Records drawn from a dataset
use std::time::Duration;

use reqwest::{header::CONTENT_TYPE, Client, ClientBuilder, Url};

use crate::{
    domain::exchange::{TransportError, TransportErrorKind},
    infra::{config::BackendConfig, error::AppError},
};

/// Posts serialized transcripts to the helpdesk endpoint.
#[derive(Debug, Clone)]
pub struct HelpdeskClient {
    http: Client,
    endpoint: Url,
}

impl HelpdeskClient {
    pub fn new(config: &BackendConfig) -> Result<Self, AppError> {
        let endpoint = parse_endpoint(&config.endpoint_url)?;
        let http = client_builder(config)
            .build()
            .map_err(AppError::HttpClientBuild)?;

        Ok(Self::with_http(http, endpoint))
    }

    pub fn with_http(http: Client, endpoint: Url) -> Self {
        Self { http, endpoint }
    }

    pub fn endpoint(&self) -> &Url {
        &self.endpoint
    }

    /// Sends one `POST` and returns the raw response body.
    ///
    /// The HTTP status is not interpreted: any body that arrives is handed
    /// back for decoding.
    pub async fn post_transcript(&self, body: Vec<u8>) -> Result<Vec<u8>, TransportError> {
        let response = self
            .http
            .post(self.endpoint.clone())
            .header(CONTENT_TYPE, "application/json")
            .body(body)
            .send()
            .await
            .map_err(classify)?;

        let status = response.status();
        if !status.is_success() {
            tracing::warn!(
                code = "HELPDESK_HTTP_STATUS",
                status = status.as_u16(),
                "helpdesk endpoint answered with a non-success status"
            );
        }

        let bytes = response.bytes().await.map_err(|error| {
            TransportError::new(
                TransportErrorKind::Body,
                format!("failed to read response: {error}"),
            )
        })?;

        tracing::debug!(status = status.as_u16(), bytes = bytes.len(), "helpdesk response received");
        Ok(bytes.to_vec())
    }
}

fn client_builder(config: &BackendConfig) -> ClientBuilder {
    let builder = Client::builder();
    match config.request_timeout_ms {
        Some(timeout_ms) => builder.timeout(Duration::from_millis(timeout_ms)),
        None => builder,
    }
}

fn parse_endpoint(raw: &str) -> Result<Url, AppError> {
    let url = Url::parse(raw).map_err(|error| AppError::InvalidEndpoint {
        url: raw.to_owned(),
        details: error.to_string(),
    })?;

    if !matches!(url.scheme(), "http" | "https") {
        return Err(AppError::InvalidEndpoint {
            url: raw.to_owned(),
            details: format!("unsupported scheme {:?}", url.scheme()),
        });
    }

    Ok(url)
}

fn classify(error: reqwest::Error) -> TransportError {
    let kind = if error.is_timeout() {
        TransportErrorKind::Timeout
    } else if error.is_connect() {
        TransportErrorKind::Connect
    } else {
        TransportErrorKind::Other
    };

    TransportError::new(kind, error.to_string())
}

#[cfg(test)]
mod tests {
    use std::{
        io::{Read, Write},
        net::TcpListener,
        sync::mpsc,
        thread,
    };

    use super::*;

    fn test_runtime() -> tokio::runtime::Runtime {
        tokio::runtime::Builder::new_current_thread()
            .enable_all()
            .build()
            .expect("runtime should build")
    }

    fn loopback_client(port: u16) -> HelpdeskClient {
        let http = Client::builder().no_proxy().build().expect("client");
        let endpoint = Url::parse(&format!("http://127.0.0.1:{port}/appChatBot")).expect("url");
        HelpdeskClient::with_http(http, endpoint)
    }

    /// Accepts one connection, captures the raw request, replies with `response`.
    fn serve_once(response: &'static str) -> (u16, thread::JoinHandle<String>) {
        let listener = TcpListener::bind("127.0.0.1:0").expect("bind");
        let port = listener.local_addr().expect("addr").port();

        let handle = thread::spawn(move || {
            let (mut stream, _) = listener.accept().expect("accept");
            let mut raw = Vec::new();
            let mut buf = [0_u8; 4096];

            loop {
                let read = stream.read(&mut buf).expect("read");
                if read == 0 {
                    break;
                }
                raw.extend_from_slice(&buf[..read]);
                if request_complete(&raw) {
                    break;
                }
            }

            stream.write_all(response.as_bytes()).expect("write");
            String::from_utf8_lossy(&raw).into_owned()
        });

        (port, handle)
    }

    fn request_complete(raw: &[u8]) -> bool {
        let text = String::from_utf8_lossy(raw);
        let Some(header_end) = text.find("\r\n\r\n") else {
            return false;
        };

        let content_length = text[..header_end]
            .lines()
            .find_map(|line| {
                let (name, value) = line.split_once(':')?;
                name.eq_ignore_ascii_case("content-length")
                    .then(|| value.trim().parse::<usize>().ok())
                    .flatten()
            })
            .unwrap_or(0);

        raw.len() >= header_end + 4 + content_length
    }

    #[test]
    fn posts_json_body_and_returns_response_bytes() {
        let (port, server) = serve_once(
            "HTTP/1.1 200 OK\r\nContent-Type: application/json\r\nContent-Length: 20\r\nConnection: close\r\n\r\n{\"message\":\"Hello!\"}",
        );
        let client = loopback_client(port);

        let body = test_runtime()
            .block_on(client.post_transcript(br#"{"messages":[]}"#.to_vec()))
            .expect("request should succeed");
        let request = server.join().expect("server thread");

        assert_eq!(body, br#"{"message":"Hello!"}"#.to_vec());
        assert!(request.starts_with("POST /appChatBot HTTP/1.1"));
        assert!(request
            .to_ascii_lowercase()
            .contains("content-type: application/json"));
        assert!(request.ends_with(r#"{"messages":[]}"#));
    }

    #[test]
    fn non_success_status_still_returns_body() {
        let (port, server) = serve_once(
            "HTTP/1.1 500 Internal Server Error\r\nContent-Length: 4\r\nConnection: close\r\n\r\noops",
        );
        let client = loopback_client(port);

        let body = test_runtime()
            .block_on(client.post_transcript(b"{}".to_vec()))
            .expect("a body was delivered");
        server.join().expect("server thread");

        assert_eq!(body, b"oops".to_vec());
    }

    #[test]
    fn refused_connection_is_a_transport_error() {
        let port = {
            let listener = TcpListener::bind("127.0.0.1:0").expect("bind");
            listener.local_addr().expect("addr").port()
        };
        let client = loopback_client(port);

        let error = test_runtime()
            .block_on(client.post_transcript(b"{}".to_vec()))
            .expect_err("nothing listens on the port");

        assert_eq!(error.kind, TransportErrorKind::Connect);
        assert!(!error.description.is_empty());
    }

    #[test]
    fn default_config_bounds_request_time() {
        assert_eq!(BackendConfig::default().request_timeout_ms, Some(60_000));
    }

    #[test]
    fn stalled_server_ends_in_timeout_error() {
        let listener = TcpListener::bind("127.0.0.1:0").expect("bind");
        let port = listener.local_addr().expect("addr").port();
        let (release_tx, release_rx) = mpsc::channel::<()>();

        // Holds the accepted connection open without answering.
        let server = thread::spawn(move || {
            let (_stream, _) = listener.accept().expect("accept");
            let _ = release_rx.recv();
        });

        let config = BackendConfig {
            endpoint_url: format!("http://127.0.0.1:{port}/appChatBot"),
            request_timeout_ms: Some(200),
            ..BackendConfig::default()
        };
        let http = client_builder(&config).no_proxy().build().expect("client");
        let client = HelpdeskClient::with_http(
            http,
            parse_endpoint(&config.endpoint_url).expect("endpoint"),
        );

        let error = test_runtime()
            .block_on(client.post_transcript(b"{}".to_vec()))
            .expect_err("server never answers");
        drop(release_tx);
        server.join().expect("server thread");

        assert_eq!(error.kind, TransportErrorKind::Timeout);
    }

    #[test]
    fn new_rejects_invalid_endpoints() {
        let config = BackendConfig {
            endpoint_url: "not a url".to_owned(),
            ..BackendConfig::default()
        };
        assert!(matches!(
            HelpdeskClient::new(&config),
            Err(AppError::InvalidEndpoint { .. })
        ));

        let config = BackendConfig {
            endpoint_url: "ftp://example.com/chat".to_owned(),
            ..BackendConfig::default()
        };
        assert!(matches!(
            HelpdeskClient::new(&config),
            Err(AppError::InvalidEndpoint { .. })
        ));
    }

    #[test]
    fn new_accepts_default_endpoint() {
        let client = HelpdeskClient::new(&BackendConfig::default()).expect("default endpoint");

        assert_eq!(client.endpoint().scheme(), "https");
        assert_eq!(client.endpoint().path(), "/appChatBot");
    }
}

* _INSTRUCTIONS FOR THE TASK_: Reproduce each line from the data that has "tracing" in it.

* _RESULT_:
            tracing::warn!(
        tracing::debug!(status = status.as_u16(), bytes = bytes.len(), "helpdesk response received");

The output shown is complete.